Please copy every line below that contains the string "second".

***** Given information *****

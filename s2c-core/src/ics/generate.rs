//! ICS file generation.

use chrono::{DateTime, NaiveDateTime, Utc};
use icalendar::{Alarm, Calendar, Component, EventLike, Property, Trigger};

use crate::compiler::CompiledSchedule;
use crate::error::S2cResult;
use crate::event::EventDescriptor;

const PRODID: &str = "PRODID:-//s2c//Timetable Export//EN";

/// Calendar-level settings for one export.
#[derive(Debug, Clone)]
pub struct IcsOptions {
    /// Shown by clients as the calendar's name (X-WR-CALNAME).
    pub calendar_name: Option<String>,
    /// DTSTAMP written on every event. Supplied by the caller so that the
    /// same schedule always encodes to the same bytes.
    pub dtstamp: DateTime<Utc>,
}

/// Generate .ics content for a compiled schedule
pub fn generate_ics(schedule: &CompiledSchedule, options: &IcsOptions) -> S2cResult<String> {
    let mut cal = Calendar::new();

    if let Some(ref name) = options.calendar_name {
        cal.name(name);
    }
    cal.timezone(schedule.timezone.name());

    let dtstamp = options.dtstamp.format("%Y%m%dT%H%M%SZ").to_string();

    for event in &schedule.events {
        cal.push(build_event(event, &dtstamp)?);
    }

    let cal = cal.done();

    // Post-process to remove unnecessary bloat from the icalendar crate's output
    Ok(strip_ics_bloat(&cal.to_string()))
}

fn build_event(event: &EventDescriptor, dtstamp: &str) -> S2cResult<icalendar::Event> {
    let mut ics_event = icalendar::Event::new();
    ics_event.uid(&event.uid);
    ics_event.summary(&event.summary);
    ics_event.location(&event.location);
    ics_event.add_property("DTSTAMP", dtstamp);

    let tzid = event.timezone.name();
    add_zoned_property(&mut ics_event, "DTSTART", &event.start, tzid);
    add_zoned_property(&mut ics_event, "DTEND", &event.end, tzid);

    // Weekly until the end of the last occurrence
    ics_event.add_property("RRULE", event.rrule()?);

    let trigger = Trigger::before_start(chrono::Duration::minutes(event.reminder.minutes.abs()));
    ics_event.alarm(Alarm::display(&event.reminder.description, trigger));

    Ok(ics_event.done())
}

/// Datetime with TZID parameter
fn add_zoned_property(
    ics_event: &mut icalendar::Event,
    name: &str,
    datetime: &NaiveDateTime,
    tzid: &str,
) {
    let mut prop = Property::new(name, datetime.format("%Y%m%dT%H%M%S").to_string());
    prop.add_parameter("TZID", tzid);
    ics_event.append_property(prop);
}

/// Clean up ICS output from the icalendar crate
/// - Replace PRODID with our own
/// - Remove CALSCALE:GREGORIAN (it's the default)
/// - Remove DTSTAMP and UID inside VALARM sections (not required by RFC 5545)
fn strip_ics_bloat(ics: &str) -> String {
    let mut result = String::with_capacity(ics.len());
    let mut in_valarm = false;

    for line in ics.lines() {
        if line.starts_with("PRODID:") {
            result.push_str(PRODID);
            result.push_str("\r\n");
            continue;
        }

        if line == "CALSCALE:GREGORIAN" {
            continue;
        }

        if line == "BEGIN:VALARM" {
            in_valarm = true;
        } else if line == "END:VALARM" {
            in_valarm = false;
        }

        if in_valarm && (line.starts_with("DTSTAMP:") || line.starts_with("UID:")) {
            continue;
        }

        result.push_str(line);
        result.push_str("\r\n");
    }

    result
}

#[cfg(test)]
mod tests {
    use super::*;
    use crate::compiler::ScheduleCompiler;
    use crate::record::raw_record;
    use crate::term::TermWindow;
    use crate::week_mask::mask_with;
    use chrono::TimeZone;

    fn compiled() -> CompiledSchedule {
        let term = TermWindow {
            start_year: 2019,
            all_occupy_week: 1,
            all_start_week: 1,
            all_end_week: 18,
        };
        let records = vec![
            raw_record("MATH101", &mask_with(0..18).to_string(), 0, &[0, 1]),
            raw_record("PHYS201", &mask_with(0..4).to_string(), 3, &[6, 7]),
        ];
        ScheduleCompiler::default().compile(&term, &records).unwrap()
    }

    fn options() -> IcsOptions {
        IcsOptions {
            calendar_name: Some("2019-2020 term 2".into()),
            dtstamp: Utc.with_ymd_and_hms(2019, 2, 20, 12, 0, 0).unwrap(),
        }
    }

    #[test]
    fn test_generate_ics_one_vevent_per_descriptor() {
        let ics = generate_ics(&compiled(), &options()).unwrap();

        let count = ics.lines().filter(|l| *l == "BEGIN:VEVENT").count();
        assert_eq!(count, 2, "Should have 2 VEVENTs. ICS:\n{}", ics);
        assert!(ics.contains("UID:MATH101-R101-0-w0-17-p0-1@s2c"), "ICS:\n{}", ics);
    }

    #[test]
    fn test_generate_ics_zoned_times_and_weekly_rule() {
        let ics = generate_ics(&compiled(), &options()).unwrap();

        assert!(
            ics.contains("DTSTART;TZID=Asia/Shanghai:20181231T081500"),
            "DTSTART should carry TZID. ICS:\n{}",
            ics
        );
        assert!(
            ics.contains("DTEND;TZID=Asia/Shanghai:20181231T094500"),
            "DTEND should carry TZID. ICS:\n{}",
            ics
        );
        assert!(
            ics.contains("RRULE:FREQ=WEEKLY;UNTIL=20190429T014500Z"),
            "RRULE should repeat weekly until the last class ends. ICS:\n{}",
            ics
        );
        assert!(ics.contains("LOCATION:A101"), "ICS:\n{}", ics);
    }

    #[test]
    fn test_generate_ics_alarm_is_minimal() {
        let ics = generate_ics(&compiled(), &options()).unwrap();

        assert!(ics.contains("BEGIN:VALARM"), "Should have VALARM");
        assert!(ics.contains("ACTION:DISPLAY"), "Should have ACTION:DISPLAY");
        assert!(ics.contains("TRIGGER"), "Should have TRIGGER");
        assert!(
            ics.contains("DESCRIPTION:Course MATH101 A101"),
            "Alarm should describe course and room. ICS:\n{}",
            ics
        );

        let valarm_section: String = ics
            .split("BEGIN:VALARM")
            .nth(1)
            .unwrap()
            .split("END:VALARM")
            .next()
            .unwrap()
            .to_string();
        assert!(
            !valarm_section.contains("UID:"),
            "VALARM should not have UID. Got:\n{}",
            valarm_section
        );
        assert!(
            !valarm_section.contains("DTSTAMP:"),
            "VALARM should not have DTSTAMP. Got:\n{}",
            valarm_section
        );
    }

    #[test]
    fn test_generate_ics_is_deterministic() {
        let first = generate_ics(&compiled(), &options()).unwrap();
        let second = generate_ics(&compiled(), &options()).unwrap();
        assert_eq!(first, second);
        assert!(first.contains("DTSTAMP:20190220T120000Z"), "ICS:\n{}", first);
        assert!(first.contains(PRODID));
        assert!(!first.contains("CALSCALE"));
    }
}
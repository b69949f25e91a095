//! Knobs that change how a schedule is compiled.

use chrono_tz::Tz;
use serde::{Deserialize, Serialize};

use crate::error::{S2cError, S2cResult};

/// Longest reminder lead time accepted, in minutes.
pub const MAX_ALARM_LEAD_MINUTES: u32 = 120;

pub const DEFAULT_ALARM_LEAD_MINUTES: u32 = 15;

/// The campus time zone.
pub const DEFAULT_TIMEZONE: &str = "Asia/Shanghai";

#[derive(Debug, Clone, PartialEq, Eq, Serialize, Deserialize)]
#[serde(default)]
pub struct CompileOptions {
    /// Minutes before each class the reminder fires.
    pub alarm_lead_minutes: u32,
    /// Use the D/E/F building times for late-morning periods.
    pub apply_building_time_override: bool,
    /// Split classes spanning the lunch or dinner break into separate events.
    pub split_cross_break_blocks: bool,
    /// IANA time zone the timetable's clock times are in.
    pub timezone: String,
}

impl Default for CompileOptions {
    fn default() -> Self {
        CompileOptions {
            alarm_lead_minutes: DEFAULT_ALARM_LEAD_MINUTES,
            apply_building_time_override: false,
            split_cross_break_blocks: false,
            timezone: DEFAULT_TIMEZONE.to_string(),
        }
    }
}

impl CompileOptions {
    pub fn validate(&self) -> S2cResult<()> {
        if self.alarm_lead_minutes > MAX_ALARM_LEAD_MINUTES {
            return Err(S2cError::InvalidConfiguration(format!(
                "alarm lead time must be between 0 and {MAX_ALARM_LEAD_MINUTES} minutes, got {}",
                self.alarm_lead_minutes
            )));
        }
        self.tz()?;
        Ok(())
    }

    pub fn tz(&self) -> S2cResult<Tz> {
        self.timezone
            .parse::<Tz>()
            .map_err(|_| S2cError::InvalidTimezone(self.timezone.clone()))
    }
}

*****

• The answer:
        let second = generate_ics(&compiled(), &options()).unwrap();
        assert_eq!(first, second);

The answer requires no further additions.